*WHAT YOU ARE ASKED TO DO*: Copy out the lines of the records below, and only those lines, from the one with "filename crates/api/src/background/mod.rs" through the one with "three periods forward.", exactly as they appear.

--- EXERCISE INPUT Enclosed Below ---

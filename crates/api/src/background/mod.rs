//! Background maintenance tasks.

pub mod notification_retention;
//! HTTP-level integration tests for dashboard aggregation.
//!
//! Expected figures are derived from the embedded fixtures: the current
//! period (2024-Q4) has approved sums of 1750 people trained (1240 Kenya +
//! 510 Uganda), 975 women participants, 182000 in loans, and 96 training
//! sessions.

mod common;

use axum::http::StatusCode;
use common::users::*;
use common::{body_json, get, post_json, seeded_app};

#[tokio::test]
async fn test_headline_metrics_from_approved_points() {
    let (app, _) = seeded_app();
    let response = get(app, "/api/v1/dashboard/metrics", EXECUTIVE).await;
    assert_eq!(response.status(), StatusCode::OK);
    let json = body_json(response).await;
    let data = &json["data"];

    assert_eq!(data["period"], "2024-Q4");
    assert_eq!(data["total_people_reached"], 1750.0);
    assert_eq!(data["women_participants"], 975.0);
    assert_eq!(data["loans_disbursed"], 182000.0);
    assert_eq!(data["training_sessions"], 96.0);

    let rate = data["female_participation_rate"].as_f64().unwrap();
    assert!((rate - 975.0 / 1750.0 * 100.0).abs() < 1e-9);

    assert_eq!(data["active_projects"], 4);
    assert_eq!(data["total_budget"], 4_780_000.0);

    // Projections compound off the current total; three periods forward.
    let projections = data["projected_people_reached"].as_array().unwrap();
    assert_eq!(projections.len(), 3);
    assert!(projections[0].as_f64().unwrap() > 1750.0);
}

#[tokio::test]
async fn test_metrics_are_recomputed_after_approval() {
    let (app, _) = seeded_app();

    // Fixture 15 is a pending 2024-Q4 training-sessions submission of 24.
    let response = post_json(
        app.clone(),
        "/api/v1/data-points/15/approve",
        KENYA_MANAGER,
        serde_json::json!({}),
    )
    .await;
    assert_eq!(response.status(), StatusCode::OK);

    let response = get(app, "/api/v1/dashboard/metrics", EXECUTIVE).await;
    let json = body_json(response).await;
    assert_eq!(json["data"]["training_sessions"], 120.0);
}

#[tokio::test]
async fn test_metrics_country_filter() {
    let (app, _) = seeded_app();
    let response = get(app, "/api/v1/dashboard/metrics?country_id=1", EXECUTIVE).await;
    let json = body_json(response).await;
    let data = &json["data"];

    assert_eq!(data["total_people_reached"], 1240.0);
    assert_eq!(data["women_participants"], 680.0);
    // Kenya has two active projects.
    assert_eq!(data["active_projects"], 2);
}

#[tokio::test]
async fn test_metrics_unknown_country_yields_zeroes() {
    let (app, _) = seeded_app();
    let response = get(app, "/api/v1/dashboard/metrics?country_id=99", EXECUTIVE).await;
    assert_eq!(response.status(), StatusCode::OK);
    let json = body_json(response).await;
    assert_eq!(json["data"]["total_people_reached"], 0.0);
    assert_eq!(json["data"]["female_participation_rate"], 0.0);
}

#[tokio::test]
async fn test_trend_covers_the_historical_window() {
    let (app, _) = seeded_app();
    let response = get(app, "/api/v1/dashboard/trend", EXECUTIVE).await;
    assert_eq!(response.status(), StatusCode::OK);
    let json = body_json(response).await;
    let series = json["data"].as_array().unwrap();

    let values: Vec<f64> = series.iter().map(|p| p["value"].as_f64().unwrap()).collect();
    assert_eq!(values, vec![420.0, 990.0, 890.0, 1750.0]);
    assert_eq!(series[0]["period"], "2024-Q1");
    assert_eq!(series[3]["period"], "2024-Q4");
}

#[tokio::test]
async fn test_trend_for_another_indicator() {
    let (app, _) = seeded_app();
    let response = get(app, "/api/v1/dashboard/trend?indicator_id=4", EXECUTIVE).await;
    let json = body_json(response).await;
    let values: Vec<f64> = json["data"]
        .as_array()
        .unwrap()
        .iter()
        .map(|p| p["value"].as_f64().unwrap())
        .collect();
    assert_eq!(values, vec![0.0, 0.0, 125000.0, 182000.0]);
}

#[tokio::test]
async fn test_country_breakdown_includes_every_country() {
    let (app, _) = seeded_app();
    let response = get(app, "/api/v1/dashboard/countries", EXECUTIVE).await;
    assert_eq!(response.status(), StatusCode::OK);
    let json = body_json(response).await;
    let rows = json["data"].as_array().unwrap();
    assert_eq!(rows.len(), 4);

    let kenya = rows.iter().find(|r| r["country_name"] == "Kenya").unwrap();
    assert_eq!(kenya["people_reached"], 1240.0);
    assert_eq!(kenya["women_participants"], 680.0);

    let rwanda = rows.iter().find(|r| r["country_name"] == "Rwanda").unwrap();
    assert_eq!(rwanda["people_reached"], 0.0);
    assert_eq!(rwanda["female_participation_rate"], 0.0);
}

--- End of Enclosed EXERCISE INPUT ---
--- EXERCISE INPUT Enclosed Below ---

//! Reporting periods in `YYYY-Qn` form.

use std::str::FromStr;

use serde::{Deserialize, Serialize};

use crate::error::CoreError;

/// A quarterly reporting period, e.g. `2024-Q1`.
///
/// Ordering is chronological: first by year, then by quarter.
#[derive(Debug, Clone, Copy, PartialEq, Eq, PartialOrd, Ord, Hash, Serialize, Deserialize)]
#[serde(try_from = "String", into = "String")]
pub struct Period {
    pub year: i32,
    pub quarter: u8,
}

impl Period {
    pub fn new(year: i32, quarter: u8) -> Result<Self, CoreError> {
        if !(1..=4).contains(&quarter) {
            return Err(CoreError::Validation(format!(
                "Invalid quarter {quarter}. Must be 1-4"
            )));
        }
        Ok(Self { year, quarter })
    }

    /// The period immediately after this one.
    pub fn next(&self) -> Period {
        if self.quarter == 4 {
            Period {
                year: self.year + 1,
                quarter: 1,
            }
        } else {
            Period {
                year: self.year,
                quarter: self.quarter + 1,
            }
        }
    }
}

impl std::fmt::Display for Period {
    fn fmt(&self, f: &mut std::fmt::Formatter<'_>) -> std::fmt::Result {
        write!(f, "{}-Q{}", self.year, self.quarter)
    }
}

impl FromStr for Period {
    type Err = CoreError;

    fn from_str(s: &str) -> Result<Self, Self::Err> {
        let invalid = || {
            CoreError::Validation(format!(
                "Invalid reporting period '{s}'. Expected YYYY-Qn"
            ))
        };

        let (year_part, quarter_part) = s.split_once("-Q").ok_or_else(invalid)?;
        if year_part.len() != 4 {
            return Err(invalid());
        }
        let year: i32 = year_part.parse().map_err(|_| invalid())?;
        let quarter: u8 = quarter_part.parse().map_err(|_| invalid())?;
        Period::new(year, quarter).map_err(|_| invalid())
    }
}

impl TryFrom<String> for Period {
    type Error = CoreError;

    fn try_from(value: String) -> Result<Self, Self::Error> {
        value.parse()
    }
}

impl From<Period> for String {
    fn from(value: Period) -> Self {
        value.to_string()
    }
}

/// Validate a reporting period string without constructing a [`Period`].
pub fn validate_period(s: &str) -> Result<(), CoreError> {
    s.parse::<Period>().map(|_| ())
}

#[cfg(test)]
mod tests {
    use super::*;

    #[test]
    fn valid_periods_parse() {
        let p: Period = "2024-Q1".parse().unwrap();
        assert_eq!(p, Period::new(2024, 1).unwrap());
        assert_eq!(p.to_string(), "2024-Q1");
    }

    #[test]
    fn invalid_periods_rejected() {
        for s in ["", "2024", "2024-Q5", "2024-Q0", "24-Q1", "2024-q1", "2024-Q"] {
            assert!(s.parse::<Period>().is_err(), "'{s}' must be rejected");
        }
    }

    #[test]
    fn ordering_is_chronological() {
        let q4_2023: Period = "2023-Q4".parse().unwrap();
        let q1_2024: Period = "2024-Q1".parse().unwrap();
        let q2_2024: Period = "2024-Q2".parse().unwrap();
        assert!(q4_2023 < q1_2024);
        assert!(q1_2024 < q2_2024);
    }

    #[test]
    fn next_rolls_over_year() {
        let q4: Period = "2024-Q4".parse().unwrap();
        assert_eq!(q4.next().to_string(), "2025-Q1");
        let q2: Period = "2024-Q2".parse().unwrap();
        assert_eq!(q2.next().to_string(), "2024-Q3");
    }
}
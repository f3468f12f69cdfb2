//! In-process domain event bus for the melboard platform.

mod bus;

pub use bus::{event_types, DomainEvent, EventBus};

--- End of Enclosed EXERCISE INPUT ---
--- EXERCISE INPUT Enclosed Below ---

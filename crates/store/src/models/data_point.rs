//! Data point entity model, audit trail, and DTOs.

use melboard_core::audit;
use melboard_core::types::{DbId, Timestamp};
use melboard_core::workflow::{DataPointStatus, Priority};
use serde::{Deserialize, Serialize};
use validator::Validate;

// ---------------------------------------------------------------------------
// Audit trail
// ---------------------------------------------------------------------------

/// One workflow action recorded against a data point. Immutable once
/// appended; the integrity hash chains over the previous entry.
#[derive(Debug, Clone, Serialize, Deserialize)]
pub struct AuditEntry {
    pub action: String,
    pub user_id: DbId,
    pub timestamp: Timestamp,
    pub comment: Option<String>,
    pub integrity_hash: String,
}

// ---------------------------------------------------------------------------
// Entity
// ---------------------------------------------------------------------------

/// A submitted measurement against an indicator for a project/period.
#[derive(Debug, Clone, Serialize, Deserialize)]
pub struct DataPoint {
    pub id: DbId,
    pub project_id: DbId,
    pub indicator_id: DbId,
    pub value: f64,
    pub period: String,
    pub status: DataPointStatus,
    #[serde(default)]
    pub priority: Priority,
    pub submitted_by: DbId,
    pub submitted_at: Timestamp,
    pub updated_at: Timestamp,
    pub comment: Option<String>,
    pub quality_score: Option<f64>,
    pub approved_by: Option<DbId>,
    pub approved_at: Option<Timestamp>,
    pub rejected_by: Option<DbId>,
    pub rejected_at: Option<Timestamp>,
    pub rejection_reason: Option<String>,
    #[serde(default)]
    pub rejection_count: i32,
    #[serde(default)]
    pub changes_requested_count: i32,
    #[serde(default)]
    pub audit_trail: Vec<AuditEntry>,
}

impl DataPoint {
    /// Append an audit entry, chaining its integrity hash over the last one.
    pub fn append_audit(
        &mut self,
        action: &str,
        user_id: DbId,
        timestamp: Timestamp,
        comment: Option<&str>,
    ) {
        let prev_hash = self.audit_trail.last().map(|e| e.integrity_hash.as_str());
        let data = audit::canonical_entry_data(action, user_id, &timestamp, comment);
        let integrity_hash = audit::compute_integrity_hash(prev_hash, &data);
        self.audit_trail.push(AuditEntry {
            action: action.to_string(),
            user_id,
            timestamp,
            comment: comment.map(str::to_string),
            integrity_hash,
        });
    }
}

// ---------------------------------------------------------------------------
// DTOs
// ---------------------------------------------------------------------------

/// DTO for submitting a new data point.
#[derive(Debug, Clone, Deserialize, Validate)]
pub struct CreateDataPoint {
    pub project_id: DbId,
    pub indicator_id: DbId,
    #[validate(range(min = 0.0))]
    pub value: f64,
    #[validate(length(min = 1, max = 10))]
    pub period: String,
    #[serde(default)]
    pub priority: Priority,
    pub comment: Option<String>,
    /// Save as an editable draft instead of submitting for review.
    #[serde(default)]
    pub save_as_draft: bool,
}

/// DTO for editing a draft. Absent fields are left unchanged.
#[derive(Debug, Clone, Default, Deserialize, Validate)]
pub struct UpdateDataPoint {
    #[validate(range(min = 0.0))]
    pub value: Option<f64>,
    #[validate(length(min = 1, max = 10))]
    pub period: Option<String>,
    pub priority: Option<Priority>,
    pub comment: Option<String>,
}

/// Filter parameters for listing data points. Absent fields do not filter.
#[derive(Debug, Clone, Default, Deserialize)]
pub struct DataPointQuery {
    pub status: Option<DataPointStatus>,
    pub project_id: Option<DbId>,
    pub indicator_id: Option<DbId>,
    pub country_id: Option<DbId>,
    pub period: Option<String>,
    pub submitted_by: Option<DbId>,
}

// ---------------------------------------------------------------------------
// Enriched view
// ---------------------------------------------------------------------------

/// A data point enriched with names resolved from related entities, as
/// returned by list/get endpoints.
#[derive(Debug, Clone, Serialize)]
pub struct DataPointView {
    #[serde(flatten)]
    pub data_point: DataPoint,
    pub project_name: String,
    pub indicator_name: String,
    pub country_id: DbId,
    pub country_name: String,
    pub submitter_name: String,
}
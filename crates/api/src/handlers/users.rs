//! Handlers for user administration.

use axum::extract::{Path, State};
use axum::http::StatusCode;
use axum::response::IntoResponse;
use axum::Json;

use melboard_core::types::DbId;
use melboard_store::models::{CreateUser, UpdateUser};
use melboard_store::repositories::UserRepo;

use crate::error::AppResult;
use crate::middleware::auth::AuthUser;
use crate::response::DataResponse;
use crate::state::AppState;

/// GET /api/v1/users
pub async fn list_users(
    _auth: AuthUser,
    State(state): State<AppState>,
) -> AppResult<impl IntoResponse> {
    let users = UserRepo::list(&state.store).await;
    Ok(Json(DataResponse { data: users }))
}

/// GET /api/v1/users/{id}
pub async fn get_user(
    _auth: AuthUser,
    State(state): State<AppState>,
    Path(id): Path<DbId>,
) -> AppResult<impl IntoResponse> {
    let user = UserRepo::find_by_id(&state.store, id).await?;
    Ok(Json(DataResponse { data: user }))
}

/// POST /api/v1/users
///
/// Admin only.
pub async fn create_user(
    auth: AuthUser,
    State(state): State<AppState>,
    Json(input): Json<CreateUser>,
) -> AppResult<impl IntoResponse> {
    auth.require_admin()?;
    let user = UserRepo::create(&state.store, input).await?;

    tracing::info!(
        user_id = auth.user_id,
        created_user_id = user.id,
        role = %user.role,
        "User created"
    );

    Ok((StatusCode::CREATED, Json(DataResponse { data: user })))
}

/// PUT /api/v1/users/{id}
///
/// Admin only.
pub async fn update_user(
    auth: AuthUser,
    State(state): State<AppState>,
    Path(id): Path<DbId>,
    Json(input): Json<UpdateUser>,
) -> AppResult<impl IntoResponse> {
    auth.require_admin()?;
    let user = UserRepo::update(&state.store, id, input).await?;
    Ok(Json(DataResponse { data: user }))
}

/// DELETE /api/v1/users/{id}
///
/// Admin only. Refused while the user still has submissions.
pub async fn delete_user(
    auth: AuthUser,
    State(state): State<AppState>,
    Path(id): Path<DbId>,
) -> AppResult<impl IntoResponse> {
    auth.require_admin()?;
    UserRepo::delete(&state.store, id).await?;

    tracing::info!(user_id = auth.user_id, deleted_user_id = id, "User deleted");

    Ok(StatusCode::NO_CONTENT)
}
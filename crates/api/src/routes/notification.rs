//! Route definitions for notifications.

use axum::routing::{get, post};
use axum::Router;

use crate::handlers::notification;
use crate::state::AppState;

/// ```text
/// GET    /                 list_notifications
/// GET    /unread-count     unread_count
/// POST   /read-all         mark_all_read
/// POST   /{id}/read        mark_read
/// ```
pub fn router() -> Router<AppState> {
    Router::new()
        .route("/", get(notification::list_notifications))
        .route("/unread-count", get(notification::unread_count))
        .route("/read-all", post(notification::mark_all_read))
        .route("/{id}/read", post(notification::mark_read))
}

--- End of Enclosed EXERCISE INPUT ---

*PROBLEM SOLUTION*:
filename crates/api/src/background/mod.rs
//! Background maintenance tasks.

pub mod notification_retention;
//! HTTP-level integration tests for dashboard aggregation.
//!
//! Expected figures are derived from the embedded fixtures: the current
//! period (2024-Q4) has approved sums of 1750 people trained (1240 Kenya +
//! 510 Uganda), 975 women participants, 182000 in loans, and 96 training
//! sessions.

mod common;

use axum::http::StatusCode;
use common::users::*;
use common::{body_json, get, post_json, seeded_app};

#[tokio::test]
async fn test_headline_metrics_from_approved_points() {
    let (app, _) = seeded_app();
    let response = get(app, "/api/v1/dashboard/metrics", EXECUTIVE).await;
    assert_eq!(response.status(), StatusCode::OK);
    let json = body_json(response).await;
    let data = &json["data"];

    assert_eq!(data["period"], "2024-Q4");
    assert_eq!(data["total_people_reached"], 1750.0);
    assert_eq!(data["women_participants"], 975.0);
    assert_eq!(data["loans_disbursed"], 182000.0);
    assert_eq!(data["training_sessions"], 96.0);

    let rate = data["female_participation_rate"].as_f64().unwrap();
    assert!((rate - 975.0 / 1750.0 * 100.0).abs() < 1e-9);

    assert_eq!(data["active_projects"], 4);
    assert_eq!(data["total_budget"], 4_780_000.0);

    // Projections compound off the current total; three periods forward.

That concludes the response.